Die Ironie dabei ist, daß besagte Wäsche aber auch nie im Schoße der Familie gewaschen wird. Gewöhnlich liegt sie jahrzehntelang schmutzstarrend in einer Ecke des Waschkellers.
Der Anspruch auf Geheimhaltung ist in diesem Fall Gift, weil er verlangt, daß man auf ewig ein schmutziges Geheimnis, das einen quält, ohne jede Unterstützung mit sich herumschleppt.

Viele Frauen spüren instinktiv, daß sie bestimmte Dinge weder ihren Familien noch den Freunden anvertrauen können, weil sie ihnen damit zumuten, wenigstens einen Teil des Horrors nachzuempfinden.

Sie haben die Erfahrung gemacht, daß ihnen entweder nicht geglaubt oder daß ein unbequemes Thema in Windeseile vom Tisch gefegt wird. »Oh je ...« heißt es dann, und diesem oder einem ähnlichen Ausruf folgt ein betretenes Schweigen, das der Frau zu verstehen gibt, daß der Ofen der Bereitwilligkeit an diesem Punkt bereits erloschen ist. Oder es heißt: »Na ja, das ist natürlich schrecklich, aber nun müssen wir uns auf positive Dinge konzentrieren«.

Jeder, der von dem symbolhaften Mord an der Frau mit dem Goldhaar unterrichtet wird, fühlt sich unterschwellig gezwungen, ein paar Tränen an ihrem Grab zu vergießen, und dazu sind viele aus verständlichen Gründen nicht bereit. Dennoch wird das Versagen der Angehörigen und Freunde als ein weiterer Betrug empfunden. Es fühlt sich an, als wäre man um den rechtmäßigen Beistand betrogen worden, der instinktiv mit Familienzugehörigkeit und Freundschaft verbunden wird.

Bevor das Ganze bis ins Unerträgliche auswuchert, nimmt man sich lieber ein Notizbuch und schreibt alles haargenau auf, oder man sucht einen professionellen Therapeuten auf, der weiß, wie man mit Scham, Schande und dem Zorn über den vorenthaltenen Beistand umgehen muß.

Macht es wie die Schafhirten im Märchen:

Flötet eure Schandtaten und unseligen Geheimnisse einem geneigten Publikum ins Ohr, damit die Mördergrube in gemeinsamer Arbeit geöffnet und der Mord endlich öffentlich betrauert werden kann.

Durch Trauerarbeit wird der Geist der Frau mit dem Goldhaar von ihrer zwanghaften Beschäftigung mit dem Geheimnis erlöst.
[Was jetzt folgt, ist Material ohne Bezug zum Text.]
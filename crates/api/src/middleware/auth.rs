//! JWT-based authentication extractor for Axum handlers.

use axum::extract::FromRequestParts;
use axum::http::request::Parts;
use peliculas_core::error::CoreError;
use peliculas_core::roles::ROLE_ADMIN;
use peliculas_core::types::DbId;

use crate::auth::jwt::validate_token;
use crate::error::AppError;
use crate::state::AppState;

/// Authenticated user extracted from a JWT Bearer token in the `Authorization` header.
///
/// Use this as an extractor parameter in any handler that requires authentication:
///
/// ```ignore
/// async fn my_handler(user: AuthUser) -> AppResult<Json<()>> {
///     tracing::info!(user_id = user.user_id, username = %user.username, "handling request");
///     Ok(Json(()))
/// }
/// ```
#[derive(Debug, Clone)]
pub struct AuthUser {
    /// The user's internal database id (from `claims.sub`).
    pub user_id: DbId,
    /// The user's username (from `claims.name`).
    pub username: String,
    /// Role names carried by the token.
    pub roles: Vec<String>,
}

impl AuthUser {
    /// Whether the token carries the `admin` role claim.
    pub fn is_admin(&self) -> bool {
        self.roles.iter().any(|r| r == ROLE_ADMIN)
    }
}

impl FromRequestParts<AppState> for AuthUser {
    type Rejection = AppError;

    async fn from_request_parts(
        parts: &mut Parts,
        state: &AppState,
    ) -> Result<Self, Self::Rejection> {
        let auth_header = parts
            .headers
            .get("authorization")
            .and_then(|v| v.to_str().ok())
            .ok_or_else(|| {
                AppError::Core(CoreError::Unauthorized(
                    "Missing Authorization header".into(),
                ))
            })?;

        let token = auth_header.strip_prefix("Bearer ").ok_or_else(|| {
            AppError::Core(CoreError::Unauthorized(
                "Invalid Authorization format. Expected: Bearer <token>".into(),
            ))
        })?;

        let claims = validate_token(token, &state.config.jwt).map_err(|_| {
            AppError::Core(CoreError::Unauthorized("Invalid or expired token".into()))
        })?;

        Ok(AuthUser {
            user_id: claims.sub,
            username: claims.name,
            roles: claims.roles,
        })
    }
}
//! Row models and DTOs, one module per table.

pub mod movie;
pub mod review;
pub mod role;
pub mod user;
Das Grab wird wieder zugeschaufelt, und danach bleibt nur noch eine Narbe zurück, wobei man wissen muß, daß psychische Narben ebenso »wetterempfindlich« sind wie körperliche.


Von Zeit zu Zeit mucken sie auf, allen Aussagen der klassischen Psychologie zum Trotz, die jahrelang behauptet hat, daß Trauerarbeit in ein, zwei Jahren abgeschlossen ist, wenn man es richtig macht, und wenn nicht, dann hat man es mit anderweitigen Neurosen zu tun.

Heute wissen selbst die Akademiker, was der normale Mensch schon seit Jahrtausenden instinktiv weiß: Die Trauer über bestimmte Verluste wird nie vollkommen überwunden, wobei die Trauer über den Verlust eines Kindes mit den nachhaltigsten Schmerzen verbunden ist, aus neueren Studien geht hervor, daß der akute Seelenschmerz innerhalb von ein, zwei Jahren abklingt und, falls das Auffangnetz der Leidtragenden einigermaßen intakt ist, überwunden wird, aber in den Jahren darauf wird jeder Leidtragende noch hin und wieder von Erinnerungen heimgesucht, die den alten Schmerz vorübergehend wieder aktivieren.

Die Abstände werden mit der Zeit immer größer, die Dauer der Schmerzempfindung wird immer geringer, aber die Intensität bleibt weiterhin annähernd gleich. Es ist also völlig normal, wenn der Schmerz und die Trauer über Jahre und Jahrzehnte hinweg immer wieder aufwallen.

Tatsache aber ist, daß geteiltes Leid sich weitaus rascher verflüchtigt als das nicht weniger intensive Leid über unselige Schandflecken, die weiterhin im Todesstreifen auf Erlösung harren.

Mitteilen bedeutet, das Leid in zwei zu teilen, auf wenigstens zwei Personen zu verteilen.
So werden die Qualen der Bitterkeit und Isolation in lösende Tränen verwandelt.
Man geht mit einer Narbe oder auch vielen Narben, aber erleichtert und gestärkt aus diesem Heilprozeß hervor.